- Opening Delimiter -
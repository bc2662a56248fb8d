//! Multi-Layer Perceptron - generic feedforward network
//!
//! One MLP type serves as both the actor and the critic: configure the
//! output dimension as the action count for a policy head or as 1 for a
//! value head.

use burn::{
    module::Module,
    nn::{Linear, LinearConfig},
    prelude::*,
    tensor::{activation::relu, backend::Backend},
};

/// Configuration for the [`MLP`].
#[derive(Config, Debug)]
pub struct MLPConfig {
    /// Input dimension
    pub input_dim: usize,
    /// Hidden layer dimensions (e.g., [24, 24] for two hidden layers of 24 units each)
    pub hidden_layers: Vec<usize>,
    /// Output dimension
    pub output_dim: usize,
}

/// Feedforward network with ReLU hidden activations and a linear output
/// layer.
#[derive(Module, Debug)]
pub struct MLP<B: Backend> {
    layers: Vec<Linear<B>>,
}

impl MLPConfig {
    /// Initialize the MLP with the given configuration
    pub fn init<B: Backend>(&self, device: &B::Device) -> MLP<B> {
        let mut layers = Vec::new();

        if self.hidden_layers.is_empty() {
            layers.push(LinearConfig::new(self.input_dim, self.output_dim).init(device));
        } else {
            layers.push(LinearConfig::new(self.input_dim, self.hidden_layers[0]).init(device));

            for i in 0..self.hidden_layers.len() - 1 {
                layers.push(
                    LinearConfig::new(self.hidden_layers[i], self.hidden_layers[i + 1])
                        .init(device),
                );
            }

            let last_hidden = *self.hidden_layers.last().unwrap();
            layers.push(LinearConfig::new(last_hidden, self.output_dim).init(device));
        }

        MLP { layers }
    }
}

impl<B: Backend> MLP<B> {
    /// Forward pass; the last dimension is the feature dimension.
    pub fn forward<const D: usize>(&self, input: Tensor<B, D>) -> Tensor<B, D> {
        let mut x: Tensor<B, D> = input;

        for layer in &self.layers[..self.layers.len() - 1] {
            x = layer.forward(x);
            x = relu(x);
        }

        x = self.layers.last().unwrap().forward(x);

        x
    }
}

#[cfg(test)]
mod tests {
    use super::*;
    use burn::backend::ndarray::{NdArray, NdArrayDevice};

    #[test]
    fn test_mlp_forward_2d() {
        let device = NdArrayDevice::default();

        // 4 → [24, 24] → 2
        let config = MLPConfig::new(4, vec![24, 24], 2);
        let mlp = config.init::<NdArray>(&device);

        let input = Tensor::<NdArray, 2>::random(
            [8, 4],
            burn::tensor::Distribution::Uniform(-1.0, 1.0),
            &device,
        );

        let output: Tensor<NdArray, 2> = mlp.forward(input);
        assert_eq!(output.shape().dims, [8, 2]);
    }

    #[test]
    fn test_mlp_value_head_shape() {
        let device = NdArrayDevice::default();

        // 4 → [24, 24] → 1
        let config = MLPConfig::new(4, vec![24, 24], 1);
        let mlp = config.init::<NdArray>(&device);

        let input = Tensor::<NdArray, 2>::random([3, 4], burn::tensor::Distribution::Default, &device);
        let output: Tensor<NdArray, 2> = mlp.forward(input);
        assert_eq!(output.shape().dims, [3, 1]);
    }

    #[test]
    fn test_mlp_no_hidden_layers() {
        let device = NdArrayDevice::default();

        // Direct connection: 4 → 2
        let config = MLPConfig::new(4, vec![], 2);
        let mlp = config.init::<NdArray>(&device);

        let input = Tensor::<NdArray, 2>::random([1, 4], burn::tensor::Distribution::Default, &device);
        let output = mlp.forward(input);

        assert_eq!(output.shape().dims, [1, 2]);
    }
}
- Closing Delimiter -
• WHAT THE TASK REQUIRES
For the listing above, say how many lines hold the string "push". Give only that number.

• ANSWER FOR THE TASK
4